Your answer must be an exact copy of the listing below.

_Dataset_.
************

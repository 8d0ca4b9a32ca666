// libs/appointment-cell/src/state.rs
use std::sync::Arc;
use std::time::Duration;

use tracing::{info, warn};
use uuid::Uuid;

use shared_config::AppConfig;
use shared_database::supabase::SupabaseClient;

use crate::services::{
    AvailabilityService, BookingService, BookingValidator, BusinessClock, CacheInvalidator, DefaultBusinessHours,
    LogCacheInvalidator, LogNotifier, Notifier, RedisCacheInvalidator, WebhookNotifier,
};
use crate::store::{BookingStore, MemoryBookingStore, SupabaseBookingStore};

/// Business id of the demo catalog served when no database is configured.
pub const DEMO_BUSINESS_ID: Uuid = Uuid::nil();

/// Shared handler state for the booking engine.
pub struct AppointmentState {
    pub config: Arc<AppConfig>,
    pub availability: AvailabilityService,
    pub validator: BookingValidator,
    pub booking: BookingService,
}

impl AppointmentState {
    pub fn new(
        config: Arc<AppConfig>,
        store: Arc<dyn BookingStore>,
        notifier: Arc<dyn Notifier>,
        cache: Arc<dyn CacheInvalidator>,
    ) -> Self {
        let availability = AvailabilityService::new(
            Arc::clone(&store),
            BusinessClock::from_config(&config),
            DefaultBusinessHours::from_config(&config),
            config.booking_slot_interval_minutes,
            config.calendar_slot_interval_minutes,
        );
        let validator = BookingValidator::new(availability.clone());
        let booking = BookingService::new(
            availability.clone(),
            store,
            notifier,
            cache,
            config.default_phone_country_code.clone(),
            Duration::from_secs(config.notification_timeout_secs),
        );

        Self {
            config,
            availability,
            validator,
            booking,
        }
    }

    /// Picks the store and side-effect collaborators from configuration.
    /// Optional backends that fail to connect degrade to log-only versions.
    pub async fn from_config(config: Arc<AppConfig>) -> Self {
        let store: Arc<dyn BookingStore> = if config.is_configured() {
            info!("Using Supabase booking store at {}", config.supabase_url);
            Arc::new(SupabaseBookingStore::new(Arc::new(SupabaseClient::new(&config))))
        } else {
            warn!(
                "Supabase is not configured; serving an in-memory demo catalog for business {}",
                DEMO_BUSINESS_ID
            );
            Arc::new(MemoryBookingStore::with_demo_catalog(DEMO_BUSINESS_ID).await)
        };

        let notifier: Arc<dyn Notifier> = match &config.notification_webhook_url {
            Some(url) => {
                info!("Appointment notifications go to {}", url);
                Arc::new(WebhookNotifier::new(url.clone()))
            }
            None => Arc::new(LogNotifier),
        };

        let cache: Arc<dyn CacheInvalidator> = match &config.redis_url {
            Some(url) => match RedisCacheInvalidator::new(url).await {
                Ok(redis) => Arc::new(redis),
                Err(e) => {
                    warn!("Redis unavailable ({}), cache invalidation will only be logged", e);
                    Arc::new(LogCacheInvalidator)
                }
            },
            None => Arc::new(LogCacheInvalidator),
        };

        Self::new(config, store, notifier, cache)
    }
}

************

_Result of the task_.
repository 8d0ca4b9a32ca666
// libs/appointment-cell/src/state.rs
use std::sync::Arc;
use std::time::Duration;

use tracing::{info, warn};
use uuid::Uuid;

use shared_config::AppConfig;
use shared_database::supabase::SupabaseClient;

use crate::services::{
    AvailabilityService, BookingService, BookingValidator, BusinessClock, CacheInvalidator, DefaultBusinessHours,
    LogCacheInvalidator, LogNotifier, Notifier, RedisCacheInvalidator, WebhookNotifier,
};
use crate::store::{BookingStore, MemoryBookingStore, SupabaseBookingStore};

/// Business id of the demo catalog served when no database is configured.
pub const DEMO_BUSINESS_ID: Uuid = Uuid::nil();

/// Shared handler state for the booking engine.
pub struct AppointmentState {
    pub config: Arc<AppConfig>,
    pub availability: AvailabilityService,
    pub validator: BookingValidator,
    pub booking: BookingService,
}

impl AppointmentState {
    pub fn new(
        config: Arc<AppConfig>,
        store: Arc<dyn BookingStore>,
        notifier: Arc<dyn Notifier>,
        cache: Arc<dyn CacheInvalidator>,
    ) -> Self {
        let availability = AvailabilityService::new(
            Arc::clone(&store),
            BusinessClock::from_config(&config),
            DefaultBusinessHours::from_config(&config),
            config.booking_slot_interval_minutes,
            config.calendar_slot_interval_minutes,
        );
        let validator = BookingValidator::new(availability.clone());
        let booking = BookingService::new(
            availability.clone(),
            store,
            notifier,
            cache,
            config.default_phone_country_code.clone(),
            Duration::from_secs(config.notification_timeout_secs),
        );

        Self {
            config,
            availability,
            validator,
            booking,
        }
    }

    /// Picks the store and side-effect collaborators from configuration.
    /// Optional backends that fail to connect degrade to log-only versions.
    pub async fn from_config(config: Arc<AppConfig>) -> Self {
        let store: Arc<dyn BookingStore> = if config.is_configured() {
            info!("Using Supabase booking store at {}", config.supabase_url);
            Arc::new(SupabaseBookingStore::new(Arc::new(SupabaseClient::new(&config))))
        } else {
            warn!(
                "Supabase is not configured; serving an in-memory demo catalog for business {}",
                DEMO_BUSINESS_ID
            );
            Arc::new(MemoryBookingStore::with_demo_catalog(DEMO_BUSINESS_ID).await)
        };

        let notifier: Arc<dyn Notifier> = match &config.notification_webhook_url {
            Some(url) => {
                info!("Appointment notifications go to {}", url);
                Arc::new(WebhookNotifier::new(url.clone()))
            }
            None => Arc::new(LogNotifier),
        };

        let cache: Arc<dyn CacheInvalidator> = match &config.redis_url {
            Some(url) => match RedisCacheInvalidator::new(url).await {
                Ok(redis) => Arc::new(redis),
                Err(e) => {
                    warn!("Redis unavailable ({}), cache invalidation will only be logged", e);
                    Arc::new(LogCacheInvalidator)
                }
            },
            None => Arc::new(LogCacheInvalidator),
        };

        Self::new(config, store, notifier, cache)
    }
}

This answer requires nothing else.